__Task to complete__.
Set down the lines of the data exactly, starting at the first and stopping after the line containing "pub fn add_edge(&mut".

__Stored dataset items__.
==============================

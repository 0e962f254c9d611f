//! Directed trust graph.
//!
//! Nodes are identity ids. Each ordered pair of identities has at most one
//! edge, always the one from the latest-dated trust proof seen so far. The
//! graph may contain cycles (mutual trust), so every search tracks visited
//! nodes.

use chrono::{DateTime, FixedOffset};
use std::collections::{BTreeMap, HashMap, HashSet};
use std::sync::Arc;

use crev_core::{PublicId, TrustLevel};
use crev_proof::Proof;

/// Trust from one identity to another, as of the proof that set it.
#[derive(Debug, Clone)]
pub struct TrustEdge {
    pub level: TrustLevel,
    pub date: DateTime<FixedOffset>,
    pub proof: Arc<Proof>,
}

#[derive(Debug, Default)]
pub struct TrustGraph {
    nodes: HashMap<String, PublicId>,
    /// source id -> target id -> edge
    adjacency: HashMap<String, BTreeMap<String, TrustEdge>>,
}

impl TrustGraph {
    pub fn new() -> Self {
        Self::default()
    }

    /// Insert or update a node. The url of the most recently added sighting
    /// wins, regardless of proof dates.
    pub fn add_node(&mut self, id: &PublicId) {
        self.nodes.insert(id.id.clone(), id.clone());
    }

    pub fn node(&self, id: &str) -> Option<&PublicId> {
        self.nodes.get(id)
    }

    pub fn nodes(&self) -> impl Iterator<Item = &PublicId> {
        self.nodes.values()
    }

    pub fn node_count(&self) -> usize {
        self.nodes.len()
    }

    pub fn edge_count(&self) -> usize {
        self.adjacency.values().map(BTreeMap::len).sum()
    }

    /// Insert an edge, or replace the existing one if `edge` is strictly
    /// newer. Returns whether the graph changed.
    pub fn add_edge(&mut self, source: &str, target: &str, edge: TrustEdge) -> bool {
        let targets = self.adjacency.entry(source.to_string()).or_default();
        match targets.get(target) {
            Some(existing) if edge.date <= existing.date => {
                tracing::trace!(
                    source,
                    target,
                    "ignoring trust edge not newer than the stored one"
                );
                false
            }
            _ => {
                targets.insert(target.to_string(), edge);
                true
            }
        }
    }

    pub fn edge(&self, source: &str, target: &str) -> Option<&TrustEdge> {
        self.adjacency.get(source)?.get(target)
    }

    /// Ids that `source` has an edge to, in id order.
    pub fn successors(&self, source: &str) -> impl Iterator<Item = &str> {
        self.adjacency
            .get(source)
            .into_iter()
            .flat_map(|targets| targets.keys().map(String::as_str))
    }

    /// Every id reachable from `source`, including `source` itself.
    ///
    /// Edge levels are not consulted: `distrust` and `none` edges are
    /// followed like any other.
    pub fn reachable_from(&self, source: &str) -> HashSet<String> {
        let mut visited = HashSet::new();
        let mut stack = vec![source.to_string()];
        while let Some(id) = stack.pop() {
            if !visited.insert(id.clone()) {
                continue;
            }
            stack.extend(
                self.successors(&id)
                    .filter(|next| !visited.contains(*next))
                    .map(str::to_string),
            );
        }
        visited
    }

    /// Whether a directed path leads from `source` to `target`. A node
    /// always reaches itself.
    pub fn has_path(&self, source: &str, target: &str) -> bool {
        self.reachable_from(source).contains(target)
    }

    /// All simple paths (no repeated node) from `source` to `target`, each
    /// listed as the sequence of node ids.
    ///
    /// The number of simple paths can grow exponentially with graph size;
    /// use [`TrustGraph::has_path`] when only existence matters.
    pub fn simple_paths(&self, source: &str, target: &str) -> Vec<Vec<String>> {
        let mut paths = Vec::new();
        let mut path = vec![source.to_string()];
        let mut on_path = HashSet::from([source.to_string()]);
        self.extend_paths(target, &mut path, &mut on_path, &mut paths);
        paths
    }

    fn extend_paths(
        &self,
        target: &str,
        path: &mut Vec<String>,
        on_path: &mut HashSet<String>,
        paths: &mut Vec<Vec<String>>,
    ) {
        let Some(last) = path.last().cloned() else {
            return;
        };
        if last == target {
            paths.push(path.clone());
            return;
        }
        for next in self.successors(&last) {
            if on_path.contains(next) {
                continue;
            }
            path.push(next.to_string());
            on_path.insert(next.to_string());
            self.extend_paths(target, path, on_path, paths);
            on_path.remove(next);
            path.pop();
        }
    }
}
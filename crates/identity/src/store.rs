//! On-disk identity store.
//!
//! Sealed identities live in `<config>/ids/<id>.yaml`; the config file
//! points at the current one.

use std::fs;
use std::io;

use crev_core::config::{read_yaml_file, write_yaml_file};
use crev_core::{CrevConfig, CrevPaths, PublicId};
use crev_crypto::SealParams;

use crate::id::{SealedId, UnsealedId};
use crate::{IdentityError, IdentityResult};

const ID_FILE_EXTENSION: &str = "yaml";

/// Identity store rooted at a set of [`CrevPaths`].
#[derive(Debug, Clone)]
pub struct IdStore {
    paths: CrevPaths,
}

impl IdStore {
    pub fn new(paths: CrevPaths) -> Self {
        Self { paths }
    }

    pub fn paths(&self) -> &CrevPaths {
        &self.paths
    }

    /// Generate, seal and persist a new identity, then make it current.
    pub fn create(
        &self,
        url: &str,
        password: &str,
        params: &SealParams,
    ) -> IdentityResult<UnsealedId> {
        let unsealed = UnsealedId::generate(url);
        let sealed = SealedId::seal(&unsealed, password, params)?;
        self.save(&sealed)?;
        self.write_current(sealed.id())?;
        tracing::info!(id = %sealed.id(), url = %url, "created identity");
        Ok(unsealed)
    }

    pub fn save(&self, sealed: &SealedId) -> IdentityResult<()> {
        write_yaml_file(&self.paths.id_file(sealed.id()), sealed)?;
        Ok(())
    }

    /// Read a sealed identity. Unknown ids yield [`IdentityError::NotFound`].
    pub fn load(&self, id: &str) -> IdentityResult<SealedId> {
        read_yaml_file(&self.paths.id_file(id)).map_err(|e| {
            if e.is_not_found() {
                IdentityError::NotFound { id: id.to_string() }
            } else {
                e.into()
            }
        })
    }

    pub fn unseal(&self, id: &str, password: &str) -> IdentityResult<UnsealedId> {
        self.load(id)?.unseal(password)
    }

    /// The current identity.
    ///
    /// `Ok(None)` when no config exists yet; [`IdentityError::NotFound`]
    /// when the config points at a missing identity file.
    pub fn current(&self) -> IdentityResult<Option<PublicId>> {
        let config = match CrevConfig::load(&self.paths.config_file()) {
            Ok(config) => config,
            Err(e) if e.is_not_found() => return Ok(None),
            Err(e) => return Err(e.into()),
        };
        let sealed = self.load(&config.current_id.id)?;
        Ok(Some(sealed.to_public_id()))
    }

    pub fn require_current(&self) -> IdentityResult<PublicId> {
        self.current()?.ok_or(IdentityError::NoCurrentIdentity)
    }

    /// Point the config at `id`. Identity files are left untouched.
    pub fn set_current(&self, id: &str) -> IdentityResult<()> {
        self.load(id)?;
        self.write_current(id)?;
        tracing::info!(id = %id, "switched current identity");
        Ok(())
    }

    /// Every sealed identity in the store, ordered by id.
    pub fn list(&self) -> IdentityResult<Vec<PublicId>> {
        let entries = match fs::read_dir(self.paths.ids_dir()) {
            Ok(entries) => entries,
            Err(e) if e.kind() == io::ErrorKind::NotFound => return Ok(Vec::new()),
            Err(e) => return Err(e.into()),
        };

        let mut ids = Vec::new();
        for entry in entries {
            let entry = entry?;
            let path = entry.path();
            if !entry.file_type()?.is_file()
                || path.extension().and_then(|ext| ext.to_str()) != Some(ID_FILE_EXTENSION)
            {
                continue;
            }
            let sealed: SealedId = read_yaml_file(&path)?;
            ids.push(sealed.to_public_id());
        }
        ids.sort_by(|a, b| a.id.cmp(&b.id));
        Ok(ids)
    }

    fn write_current(&self, id: &str) -> IdentityResult<()> {
        let path = self.paths.config_file();
        let config = match CrevConfig::load(&path) {
            Ok(config) => config.with_current_id(id),
            Err(e) if e.is_not_found() => CrevConfig::new(id),
            Err(e) => return Err(e.into()),
        };
        config.save(&path)?;
        Ok(())
    }
}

==============================

__Task answer__.
repository 0e962f254c9d611f
//! Directed trust graph.
//!
//! Nodes are identity ids. Each ordered pair of identities has at most one
//! edge, always the one from the latest-dated trust proof seen so far. The
//! graph may contain cycles (mutual trust), so every search tracks visited
//! nodes.

use chrono::{DateTime, FixedOffset};
use std::collections::{BTreeMap, HashMap, HashSet};
use std::sync::Arc;

use crev_core::{PublicId, TrustLevel};
use crev_proof::Proof;

/// Trust from one identity to another, as of the proof that set it.
#[derive(Debug, Clone)]
pub struct TrustEdge {
    pub level: TrustLevel,
    pub date: DateTime<FixedOffset>,
    pub proof: Arc<Proof>,
}

#[derive(Debug, Default)]
pub struct TrustGraph {
    nodes: HashMap<String, PublicId>,
    /// source id -> target id -> edge
    adjacency: HashMap<String, BTreeMap<String, TrustEdge>>,
}

impl TrustGraph {
    pub fn new() -> Self {
        Self::default()
    }

    /// Insert or update a node. The url of the most recently added sighting
    /// wins, regardless of proof dates.
    pub fn add_node(&mut self, id: &PublicId) {
        self.nodes.insert(id.id.clone(), id.clone());
    }

    pub fn node(&self, id: &str) -> Option<&PublicId> {
        self.nodes.get(id)
    }

    pub fn nodes(&self) -> impl Iterator<Item = &PublicId> {
        self.nodes.values()
    }

    pub fn node_count(&self) -> usize {
        self.nodes.len()
    }

    pub fn edge_count(&self) -> usize {
        self.adjacency.values().map(BTreeMap::len).sum()
    }

    /// Insert an edge, or replace the existing one if `edge` is strictly
    /// newer. Returns whether the graph changed.
    pub fn add_edge(&mut self, source: &str, target: &str, edge: TrustEdge) -> bool {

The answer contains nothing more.